Vesna is a Slavic female name derived from the name of Vesna, an ancient Slavic goddess of spring. It means "spring" in some Slavic languages. It is in common use in Croatia, North Macedonia, Serbia, Bosnia and Herzegovina, Montenegro and Slovenia. It is also given, but more rarely, in Russia, Ukraine, Bulgaria, the Czech Republic, and Slovakia. It rarely appears in Poland (as Wiosna, Wesna, and Vesna).

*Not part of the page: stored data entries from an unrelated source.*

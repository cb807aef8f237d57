//! Wire format of the gesture sensor's GATT service.
//!
//! The sensor exposes one service with three characteristics:
//!
//! - **Command** (write, notify): a single byte, see [`Command`].
//! - **Acceleration Data** (notify): `<seq u8> <count u8> <count × sample>`,
//!   where each sample is three little-endian `i16` values (x, y, z) in milli-g.
//! - **Status** (notify): a single byte, see [`Status`].
//!
//! Everything here is pure. Decoding never panics on short input: a truncated
//! acceleration payload yields the complete samples that are present.

use serde::{Deserialize, Serialize};

use crate::errors::MalformedNotification;

// ============================================================================
// Constants
// ============================================================================

pub const SERVICE_UUID: &str = "19b10000-e8f2-537e-4f6c-d104768a1214";
pub const COMMAND_UUID: &str = "19b10001-e8f2-537e-4f6c-d104768a1214";
pub const ACCEL_DATA_UUID: &str = "19b10002-e8f2-537e-4f6c-d104768a1214";
pub const STATUS_UUID: &str = "19b10003-e8f2-537e-4f6c-d104768a1214";

/// Advertised name prefix of the sensor board.
pub const DEFAULT_DEVICE_NAME: &str = "Nano33IoT";

/// `<seq> <count>`
pub const CHUNK_HEADER_LEN: usize = 2;
/// Three `i16` axes.
pub const BYTES_PER_SAMPLE: usize = 6;
pub const MILLI_G_PER_G: f64 = 1000.0;

/// Chunks the sketch sends for one gesture (3 samples each, ~125 samples total).
pub const EXPECTED_CHUNKS: usize = 42;
pub const SAMPLES_PER_CHUNK: usize = 3;

// ============================================================================
// Characteristics
// ============================================================================

/// GATT characteristics used by the capture protocol.
#[derive(Debug, Clone, Copy, PartialEq, Eq, Hash, PartialOrd, Ord)]
pub enum Characteristic {
    Command,
    AccelData,
    Status,
}

impl Characteristic {
    pub const ALL: [Characteristic; 3] = [
        Characteristic::Command,
        Characteristic::AccelData,
        Characteristic::Status,
    ];

    pub fn uuid(self) -> &'static str {
        match self {
            Characteristic::Command => COMMAND_UUID,
            Characteristic::AccelData => ACCEL_DATA_UUID,
            Characteristic::Status => STATUS_UUID,
        }
    }

    /// Look up a characteristic by UUID string, ignoring case.
    pub fn from_uuid(uuid: &str) -> Option<Self> {
        Self::ALL
            .into_iter()
            .find(|c| c.uuid().eq_ignore_ascii_case(uuid))
    }
}

/// True if `uuid` names the capture service.
pub fn is_capture_service(uuid: &str) -> bool {
    SERVICE_UUID.eq_ignore_ascii_case(uuid)
}

// ============================================================================
// Command / Status codes
// ============================================================================

/// Values of the command characteristic.
///
/// Only `StartCapture` is ever written by the host; `Busy` and `Idle` are
/// reported back by the sketch.
#[derive(Debug, Clone, Copy, PartialEq, Eq)]
pub enum Command {
    Idle = 0,
    StartCapture = 1,
    Busy = 2,
}

impl Command {
    pub fn from_byte(value: u8) -> Option<Self> {
        match value {
            0 => Some(Command::Idle),
            1 => Some(Command::StartCapture),
            2 => Some(Command::Busy),
            _ => None,
        }
    }

    pub fn as_byte(self) -> u8 {
        self as u8
    }
}

/// Values of the status characteristic.
#[derive(Debug, Clone, Copy, PartialEq, Eq)]
pub enum Status {
    Ready = 0,
    Countdown3 = 1,
    Countdown2 = 2,
    Countdown1 = 3,
    Capturing = 4,
    Complete = 5,
    Error = 6,
}

impl Status {
    pub fn from_byte(value: u8) -> Option<Self> {
        match value {
            0 => Some(Status::Ready),
            1 => Some(Status::Countdown3),
            2 => Some(Status::Countdown2),
            3 => Some(Status::Countdown1),
            4 => Some(Status::Capturing),
            5 => Some(Status::Complete),
            6 => Some(Status::Error),
            _ => None,
        }
    }

    pub fn as_byte(self) -> u8 {
        self as u8
    }

    /// Seconds left on the countdown, for the three countdown codes.
    pub fn countdown(self) -> Option<u8> {
        match self {
            Status::Countdown3 => Some(3),
            Status::Countdown2 => Some(2),
            Status::Countdown1 => Some(1),
            _ => None,
        }
    }
}

// ============================================================================
// Data Types
// ============================================================================

/// One accelerometer reading in g.
#[derive(Debug, Clone, Copy, PartialEq, Default, Serialize, Deserialize)]
pub struct Sample {
    pub x: f64,
    pub y: f64,
    pub z: f64,
}

impl Sample {
    #[inline]
    pub fn new(x: f64, y: f64, z: f64) -> Self {
        Self { x, y, z }
    }
}

/// One acceleration notification: a sequence number and its samples.
#[derive(Debug, Clone, PartialEq, Default)]
pub struct Chunk {
    /// Position of this chunk within the capture (0-255, wraps).
    pub seq: u8,
    pub samples: Vec<Sample>,
}

// ============================================================================
// Codec
// ============================================================================

/// The byte written to the command characteristic to start a capture.
pub fn encode_start_command() -> [u8; 1] {
    [Command::StartCapture.as_byte()]
}

/// Decode a status notification. Only the first byte is significant.
pub fn decode_status(data: &[u8]) -> Result<Status, MalformedNotification> {
    let code = *data.first().ok_or(MalformedNotification::Empty)?;
    Status::from_byte(code).ok_or(MalformedNotification::UnknownStatus(code))
}

/// Decode a command notification (`Busy`/`Idle` reported by the sketch).
pub fn decode_command(data: &[u8]) -> Result<Command, MalformedNotification> {
    let code = *data.first().ok_or(MalformedNotification::Empty)?;
    Command::from_byte(code).ok_or(MalformedNotification::UnknownCommand(code))
}

/// Decode an acceleration notification.
///
/// Fails only when the header is incomplete. If the payload holds fewer than
/// the advertised sample count, the complete samples present are returned.
pub fn decode_accel_chunk(data: &[u8]) -> Result<Chunk, MalformedNotification> {
    if data.len() < CHUNK_HEADER_LEN {
        return Err(if data.is_empty() {
            MalformedNotification::Empty
        } else {
            MalformedNotification::TooShort { len: data.len() }
        });
    }

    let seq = data[0];
    let claimed = data[1] as usize;
    let payload = &data[CHUNK_HEADER_LEN..];

    let samples = payload
        .chunks_exact(BYTES_PER_SAMPLE)
        .take(claimed)
        .map(|raw| {
            let axis = |i: usize| i16::from_le_bytes([raw[i], raw[i + 1]]) as f64 / MILLI_G_PER_G;
            Sample::new(axis(0), axis(2), axis(4))
        })
        .collect();

    Ok(Chunk { seq, samples })
}

/// Encode an acceleration notification the way the sensor sketch does.
///
/// Values are rounded to the nearest milli-g and saturate at the `i16` range.
/// At most 255 samples are encoded.
pub fn encode_accel_chunk(seq: u8, samples: &[Sample]) -> Vec<u8> {
    let samples = &samples[..samples.len().min(u8::MAX as usize)];
    let mut out = Vec::with_capacity(CHUNK_HEADER_LEN + samples.len() * BYTES_PER_SAMPLE);
    out.push(seq);
    out.push(samples.len() as u8);
    for s in samples {
        for v in [s.x, s.y, s.z] {
            let mg = (v * MILLI_G_PER_G)
                .round()
                .clamp(i16::MIN as f64, i16::MAX as f64) as i16;
            out.extend_from_slice(&mg.to_le_bytes());
        }
    }
    out
}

In Croatia, the name Vesna was the second most common feminine given name between 1960 and 1969, while appearing among the most common ones in two earlier decades as well.

==People named Vesna==
- Vesna Bušić (born 1983), Croatian-German wrestler known professionally as Wesna
- Vesna Čitaković (born 1979), Serbian volleyball player
- Vesna Dolonc (born 1989), Serbian tennis player
- Vesna Györkös Žnidar (born 1977), Slovenian politician
- Vesna Jovanovic (born 1976), American visual artist
- Vesna Krmpotić (1932–2018), Croatian writer and translator
- Vesna Main (born 1955) European writer
- Vesna Milačić Kaja (born 1968), Montenegrin singer
- Vesna Milanović-Litre (born 1986), Croatian handball player
- Vesna Milošević (born 1955), Yugoslav handball player
- Vesna Mišanović (born 1964), Bosnian chess player
- Vesna Parun (1922–2010) Croatian poet
- Vesna Pešić (born 1940), Serbian politician and sociologist
- Vesna Pietrzak (born 2009), Polish rhythmic gymnast
- Vesna Pisarović (born 1978), Croatian singer
- Vesna Pusić (born 1953), Croatian politician and sociologist
- Vesna Radović (born 1954), Yugoslav/Austrian handball player
- Vesna Rožič (1987–2013), Slovenian chess player
- Vesna Škare-Ožbolt (born 1961), Croatian politician
- Vesna Teršelič (born 1962), Croatian peace activist
- Vesna Tomić (born 1974), Serbian politician
- Vesna Trivalić (born 1965), Serbian actress
- Vesna Vulović (1950–2016), Serbian flight attendant
- Vesna Zmijanac (born 1957), Serbian singer

==Fictional people named Vesna==
- Vesna, a character from the movie Loners.
- Vesna in Alien Nation.
- Vesna Hood, a tavern waitress and romanceable character from the game The Witcher.